Reader comment on item: Musing on History
in response to reader comment: the alternate view

Submitted by Michael S (United States), Apr 4, 2016 at 03:34

Hi, Moh. It's always nice to talk with you. You said,

"It's the establishment that has been strange, thinking they can open the gates to this sort of thing without consequense. The voters have been quite sane. Anyhow, I doubt that Merkel is in as much trouble as the media puts her up to be; unless she continues to act like an idiot."

Has she? I don't know. I guess I have something of the American tendency to think that no real life exists beyond countries I've been in; so I did a lookup, to try to understand Merkel and the Germans of today:

http://www.nytimes.com/2016/04/02/opinion/angela-merkels-unpopular-goodness.html?_r=0

Here's an interesting tidbit, concerning a theme I've talked about so much, it might seem trite:

"Ms. Merkel's detractors may have a point: Her choice possibly put the safety of her country at risk. Her impractical humanism will likely cost her the chancellorship. But, at the same time, her actions saved the soul of Europe."

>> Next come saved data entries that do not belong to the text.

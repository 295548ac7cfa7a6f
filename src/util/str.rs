pub(crate) trait StrExt {
    fn contains_ignore_case(&self, needle: &str) -> bool;
}

impl StrExt for str {
    fn contains_ignore_case(&self, needle: &str) -> bool {
        self.to_ascii_lowercase()
            .contains(&needle.to_ascii_lowercase())
    }
}

/// Returns `true` if `tokens` (whitespace-separated) contains `token`.
///
/// Used for `properties` and `epub:type` attribute values.
pub(crate) fn has_token(tokens: &str, token: &str) -> bool {
    tokens.split_ascii_whitespace().any(|t| t == token)
}
mod nav;
mod ncx;

use crate::archive::errors::ArchiveError;
use crate::epub::consts;
use crate::epub::manifest::{Manifest, ManifestItem};
use crate::epub::parser::EpubParser;
use crate::epub::spine::Spine;
use crate::epub::toc::{Toc, TocNode, TocSource};
use crate::parser::xml::{self, ByteReader};
use crate::util::uri;

/// Reasons a navigation document is passed over.
///
/// Never surfaced; the next strategy is attempted instead.
#[derive(thiserror::Error, Debug)]
enum TocError {
    #[error(transparent)]
    Unreadable(#[from] ArchiveError),
    #[error("Unparsable navigation document: {0}")]
    Unparsable(#[from] quick_xml::Error),
}

impl EpubParser<'_> {
    /// Produces a table of contents, never failing:
    /// 1. The XHTML navigation document (`nav` property)
    /// 2. The NCX document (spine `toc` attribute, or by media type)
    /// 3. One node per spine entry
    pub(super) fn resolve_toc(&self, manifest: &Manifest, spine: &Spine) -> Toc {
        let strategies = [
            (manifest.by_property(consts::NAV_PROPERTY), TocSource::Navigation),
            (Self::find_ncx(manifest, spine), TocSource::Ncx),
        ];

        for (item, source) in strategies {
            let Some(item) = item else { continue };

            match self.parse_toc_document(item, source) {
                Ok(toc) if !toc.is_empty() => {
                    log::debug!("Table of contents resolved from `{}`", item.href());
                    return toc;
                }
                Ok(_) => log::debug!("`{}` holds no table of contents entries", item.href()),
                Err(error) => log::warn!("Skipping navigation document `{}`: {error}", item.href()),
            }
        }

        log::debug!("Synthesizing table of contents from the spine");
        Self::spine_toc(manifest, spine)
    }

    fn find_ncx<'m>(manifest: &'m Manifest, spine: &Spine) -> Option<&'m ManifestItem> {
        spine
            .toc_id()
            .and_then(|id| manifest.by_id(id))
            .or_else(|| manifest.by_media_type(consts::NCX_TYPE).next())
    }

    fn parse_toc_document(&self, item: &ManifestItem, source: TocSource) -> Result<Toc, TocError> {
        let content = self.archive.read_str(item.href())?;
        let parser = TocParser::new(content.as_bytes(), item.href(), self.config.max_toc_depth);

        let toc = match source {
            TocSource::Ncx => parser.parse_ncx()?,
            _ => parser.parse_navigation()?,
        };
        Ok(toc)
    }

    fn spine_toc(manifest: &Manifest, spine: &Spine) -> Toc {
        let nodes: Vec<_> = spine
            .iter()
            .filter_map(|entry| manifest.by_id(entry.idref()))
            .map(|item| TocNode {
                title: uri::file_name(item.href()).to_owned(),
                href: Some(item.href().to_owned()),
                ..TocNode::default()
            })
            .collect();

        if nodes.is_empty() {
            return Toc::empty();
        }
        Toc {
            source: TocSource::Spine,
            title: None,
            nodes,
        }
    }
}

/// Tree-building state shared by the navigation and NCX formats.
struct TocParser<'a> {
    reader: ByteReader<'a>,
    /// Container key of the navigation document; hrefs are relative to it
    location: &'a str,
    max_depth: usize,
    /// Currently open nodes, innermost last
    stack: Vec<TocNode>,
    /// Open elements nested beyond `max_depth`, which are not descended into
    overflow: usize,
    roots: Vec<TocNode>,
    title: Option<String>,
}

impl<'a> TocParser<'a> {
    fn new(data: &'a [u8], location: &'a str, max_depth: usize) -> Self {
        Self {
            reader: xml::reader(data),
            location,
            max_depth,
            stack: Vec::new(),
            overflow: 0,
            roots: Vec::new(),
            title: None,
        }
    }

    fn push_node(&mut self) {
        if self.overflow > 0 || self.stack.len() >= self.max_depth {
            if self.overflow == 0 {
                log::warn!(
                    "`{}` nests deeper than {} levels; skipping deeper entries",
                    self.location,
                    self.max_depth,
                );
            }
            self.overflow += 1;
        } else {
            self.stack.push(TocNode::default());
        }
    }

    fn pop_node(&mut self) {
        if self.overflow > 0 {
            self.overflow -= 1;
            return;
        }
        let Some(mut node) = self.stack.pop() else {
            return;
        };
        node.title = xml::collapse_whitespace(&node.title);

        if node.is_blank() {
            return;
        }
        match self.stack.last_mut() {
            Some(parent) => parent.children.push(node),
            None => self.roots.push(node),
        }
    }

    /// The innermost open node, unless within a skipped subtree.
    fn current(&mut self) -> Option<&mut TocNode> {
        match self.overflow {
            0 => self.stack.last_mut(),
            _ => None,
        }
    }

    /// Points the current node at `href`, resolved against the document location.
    ///
    /// Links carrying a scheme leave the container; they keep no target.
    fn set_target(&mut self, href: &str) {
        let location = self.location;
        let Some(node) = self.current() else {
            return;
        };
        let href = href.trim();

        if href.is_empty() || uri::has_scheme(href) {
            return;
        }
        let (_, fragment) = uri::split_fragment(href);

        node.href = Some(uri::resolve(location, href));
        node.fragment = fragment
            .filter(|fragment| !fragment.is_empty())
            .map(|fragment| uri::decode(fragment).into_owned());
    }

    /// Closes any unterminated nodes and takes the finished tree.
    fn take_roots(&mut self) -> Vec<TocNode> {
        while !self.stack.is_empty() || self.overflow > 0 {
            self.pop_node();
        }
        std::mem::take(&mut self.roots)
    }

    fn finish(mut self, source: TocSource) -> Toc {
        let nodes = self.take_roots();
        Toc {
            source,
            title: self.title,
            nodes,
        }
    }
}
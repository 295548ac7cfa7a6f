use crate::epub::consts::{self, bytes};
use crate::epub::metadata::Metadata;
use crate::epub::parser::EpubParser;
use crate::parser::XmlResult;
use crate::parser::xml::{ByteReader, XmlElement, XmlName, XmlReader};
use quick_xml::events::{BytesStart, Event};
use std::collections::HashMap;

// Legacy OPF 1.x grouping elements, descended into transparently.
// Dublin Core names within `dc-metadata` are capitalized (`dc:Title`).
const DC_METADATA: &[u8] = b"dc-metadata";
const X_METADATA: &[u8] = b"x-metadata";

#[derive(Default)]
pub(super) struct ParsedMetadata {
    pub(super) metadata: Metadata,
    /// Element `id` -> text, used to resolve the package's unique identifier
    pub(super) element_ids: HashMap<String, String>,
    pub(super) cover_id: Option<String>,
}

impl EpubParser<'_> {
    pub(super) fn parse_metadata(reader: &mut ByteReader) -> XmlResult<ParsedMetadata> {
        let mut parsed = ParsedMetadata::default();
        let mut legacy = false;

        while let Some(event) = reader.next() {
            match event? {
                Event::Start(el) if el.is_local_name(DC_METADATA) => legacy = true,
                Event::End(el) if el.is_local_name(DC_METADATA) => legacy = false,
                Event::Start(el) if el.is_local_name(X_METADATA) => {}
                Event::Start(el) => {
                    let text = reader.get_element_text(&el)?;

                    if el.is_local_name(bytes::META) {
                        parsed.handle_meta(&el, Some(text));
                    } else {
                        parsed.handle_element(&el, text, legacy);
                    }
                }
                Event::Empty(el) if el.is_local_name(bytes::META) => parsed.handle_meta(&el, None),
                Event::End(el) if el.is_local_name(bytes::METADATA) => break,
                _ => {}
            }
        }
        Ok(parsed)
    }
}

impl ParsedMetadata {
    /// Dublin Core (and any other) elements are keyed by their local name,
    /// lowercased for `legacy` OPF 1.x elements.
    fn handle_element(&mut self, el: &BytesStart, text: String, legacy: bool) {
        if let Some(id) = el.get_attribute(consts::ID) {
            self.element_ids.insert(id, text.clone());
        }
        let name = String::from_utf8_lossy(el.local_name().as_ref()).into_owned();
        let key = if legacy { name.to_lowercase() } else { name };

        self.insert(&key, text);
    }

    /// Flattens `meta` elements:
    /// - EPUB 2: `<meta name="key" content="value"/>`
    /// - EPUB 3: `<meta property="prefix:key">value</meta>`
    ///
    /// Refinements of other elements are ignored.
    fn handle_meta(&mut self, el: &BytesStart, text: Option<String>) {
        if el.get_attribute(consts::REFINES).is_some() {
            return;
        }

        if let Some(name) = el.get_attribute(consts::NAME) {
            let content = el.get_attribute(consts::CONTENT).unwrap_or_default();
            let content = content.trim();

            if name.trim() == consts::COVER && !content.is_empty() {
                self.cover_id.get_or_insert_with(|| content.to_owned());
            }
            self.insert(unprefixed(&name), content.to_owned());
        } else if let Some(property) = el.get_attribute(consts::PROPERTY) {
            self.insert(unprefixed(&property), text.unwrap_or_default());
        }
    }

    fn insert(&mut self, key: &str, value: String) {
        if !key.is_empty() && !value.is_empty() {
            self.metadata.insert(key, value);
        }
    }
}

/// `dcterms:modified` -> `modified`
fn unprefixed(name: &str) -> &str {
    let name = name.trim();
    name.rsplit_once(':').map_or(name, |(_, local)| local)
}
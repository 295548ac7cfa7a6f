mod container;
mod package;
mod toc;

use crate::archive::Archive;
use crate::epub::EpubConfig;
use crate::epub::book::{Book, ParseWarning};
use crate::epub::errors::PackageError;
use crate::epub::parser::package::PackageData;
use crate::errors::{EbookResult, FormatError};

/// Runs the opening pipeline:
/// `container.xml` -> package document -> table of contents.
///
/// Each stage depends on the output of the previous one.
pub(super) struct EpubParser<'a> {
    config: &'a EpubConfig,
    archive: &'a dyn Archive,
    warnings: Vec<ParseWarning>,
}

impl<'a> EpubParser<'a> {
    pub(super) fn new(config: &'a EpubConfig, archive: &'a dyn Archive) -> Self {
        Self {
            config,
            archive,
            warnings: Vec::new(),
        }
    }

    pub(super) fn parse(mut self) -> EbookResult<Book> {
        // Parse "META-INF/container.xml"
        let package_file = self.locate().map_err(FormatError::from)?;
        log::debug!("Package document located at `{package_file}`");

        // Parse "package.opf"
        let PackageData {
            version,
            unique_identifier,
            metadata,
            manifest,
            spine,
            cover_id,
        } = self
            .parse_package(&package_file)
            .map_err(|reason| FormatError::MalformedPackage {
                file: package_file.clone(),
                reason,
            })?;
        log::debug!(
            "Parsed package: {} manifest items, {} spine entries",
            manifest.len(),
            spine.len(),
        );

        // Parse "toc.xhtml/ncx"
        let toc = self.resolve_toc(&manifest, &spine);

        Ok(Book {
            package_file,
            version,
            unique_identifier,
            metadata,
            manifest,
            spine,
            toc,
            cover_id,
            warnings: self.warnings,
        })
    }

    /// Records a recoverable problem, or raises `error` in strict mode.
    fn recover(
        &mut self,
        warning: ParseWarning,
        error: impl FnOnce() -> PackageError,
    ) -> Result<(), PackageError> {
        if self.config.strict {
            return Err(error());
        }
        log::warn!("{warning}");
        self.warnings.push(warning);
        Ok(())
    }
}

Being a Bible freak, I'm interested in saving people's souls, especially my own... but saving "Europe"? That's beyond me. It's so un-Biblical. Did Jesus try to save "the soul of Europe" by inviting Romans to migrate to Israel? or inviting Goths to settle in the Roman Empire? Did the Jews have a directive to do that sort of thing, in order to save continents?

That's all so weird. The Jews were already living as forced migrants in places like Babylon, and as economic "guest workers" in Alexandria, Cyrene and Asia Minor. What was Jesus to do, in the line of social engineering, a la Merkel? Someone else had done the engineering for him; and he and his fellow Jews had to live the best they could with the consequences. When Jesus talked about our "loving our neighbor", then, he wasn't talking about forcing others to accept new neighbors: The Romans were the experts at that sort of thing. Instead, he explained that what he considered one's "neighbor" was the person in front of his face: one's brother, wife, shopkeeper or fellow traveller.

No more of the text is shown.